Paragon Care Ltd (ASX: PGC) is a healthcare business that has been steadily buying other businesses as bolt-on acquisitions which allow it to supply more healthcare products to its clients like hospitals and aged care centres.
Late on Thursday, Paragon announced that it has agreed to acquire Anaequip Medical, a multi-agency distributor of medical products based in South Australia.
The total cost of the acquisition is $2.3 million, of which $1.84 million will be cash and $0.46 million through the issue of fully paid ordinary shares of Paragon Care.
Paragon believes that the acquisition will be modestly earnings per share accretive in FY18, which should please shareholders.
Anaequip is Paragon's medical distributor partner in South Australia and is also a distributor for Gallay Medical.
Anaequip has long-standing relationships with a wide range of South Australian healthcare facilities in the acute, aged care, allied health and laboratory sectors.
The acquisition continues Paragon's strategy of expanding its presence in South Australia through thought-out purchases.
One of the key rationales for the acquisition was Paragon's new distribution warehouse located at Wingfield, South Australia. The new warehouse provides crucial infrastructure to facilitate an increased distribution footprint for Paragon in the region. The company expects the benefit of the warehouse development to begin in January 2018.

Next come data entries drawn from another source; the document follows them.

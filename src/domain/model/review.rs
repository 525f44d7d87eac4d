use chrono::NaiveDate;
use serde::{Deserialize, Serialize};
use std::fmt;
use utoipa::ToSchema;

/// Sentiment label attached to a review.
///
/// The classifier only ever produces `Positive` or `Negative`. `Neutral`
/// appears in curated records and is counted by every aggregate.
#[derive(Debug, Clone, Copy, PartialEq, Eq, Hash, Serialize, Deserialize, ToSchema)]
#[serde(rename_all = "lowercase")]
pub enum Sentiment {
    Positive,
    Negative,
    Neutral,
}

impl Sentiment {
    pub fn as_str(&self) -> &'static str {
        match self {
            Sentiment::Positive => "positive",
            Sentiment::Negative => "negative",
            Sentiment::Neutral => "neutral",
        }
    }

    /// Maps a classifier label onto a sentiment. Unrecognized labels are neutral.
    pub fn from_label(label: &str) -> Self {
        match label {
            "positive" => Sentiment::Positive,
            "negative" => Sentiment::Negative,
            _ => Sentiment::Neutral,
        }
    }
}

impl fmt::Display for Sentiment {
    fn fmt(&self, f: &mut fmt::Formatter<'_>) -> fmt::Result {
        f.write_str(self.as_str())
    }
}

/// A stored, sentiment-annotated review. Immutable once written.
#[derive(Debug, Clone, PartialEq, Serialize, Deserialize, ToSchema)]
#[serde(rename_all = "camelCase")]
pub struct Review {
    pub id: String,
    pub customer_name: String,
    pub restaurant_name: String,
    pub rating: f64,
    pub text: String,
    pub sentiment: Sentiment,
    /// Polarity strength in `[0, 1]`; `0.5` is undecided.
    pub sentiment_score: f64,
    #[schema(value_type = String, format = Date, example = "2026-02-18")]
    pub date: NaiveDate,
    pub category: String,
}

/// Review submission. Every field is required; they are optional here so a
/// missing one can be reported by name instead of as a parse failure.
#[derive(Debug, Clone, Default, Deserialize, ToSchema)]
#[serde(rename_all = "camelCase")]
pub struct NewReview {
    pub customer_name: Option<String>,
    pub restaurant_name: Option<String>,
    pub rating: Option<f64>,
    pub text: Option<String>,
    pub category: Option<String>,
}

Paragon's Chief Executive Officer, Mr Andrew Just, said "The acquisition of Anaequip is consistent with Paragon's strategic growth plan of increasing its geographic reach through complimentary acquisitions and organic growth."
"Anaequip has strong relationships with leading Australian medical product brands and South Australian healthcare providers, fast tracking Paragon's regional growth in South Australia, and increasing its nation-wide presence."
Foolish takeaway
I like the look of Paragon's latest acquisition and it clearly fits in well with Paragon's long-term strategy. Paragon was trading at 11x FY18's estimated earnings with a grossed-up dividend yield of 5.42% at Thursday's closing price. I think this offers very good value for how much growth the business could generate over the next few years.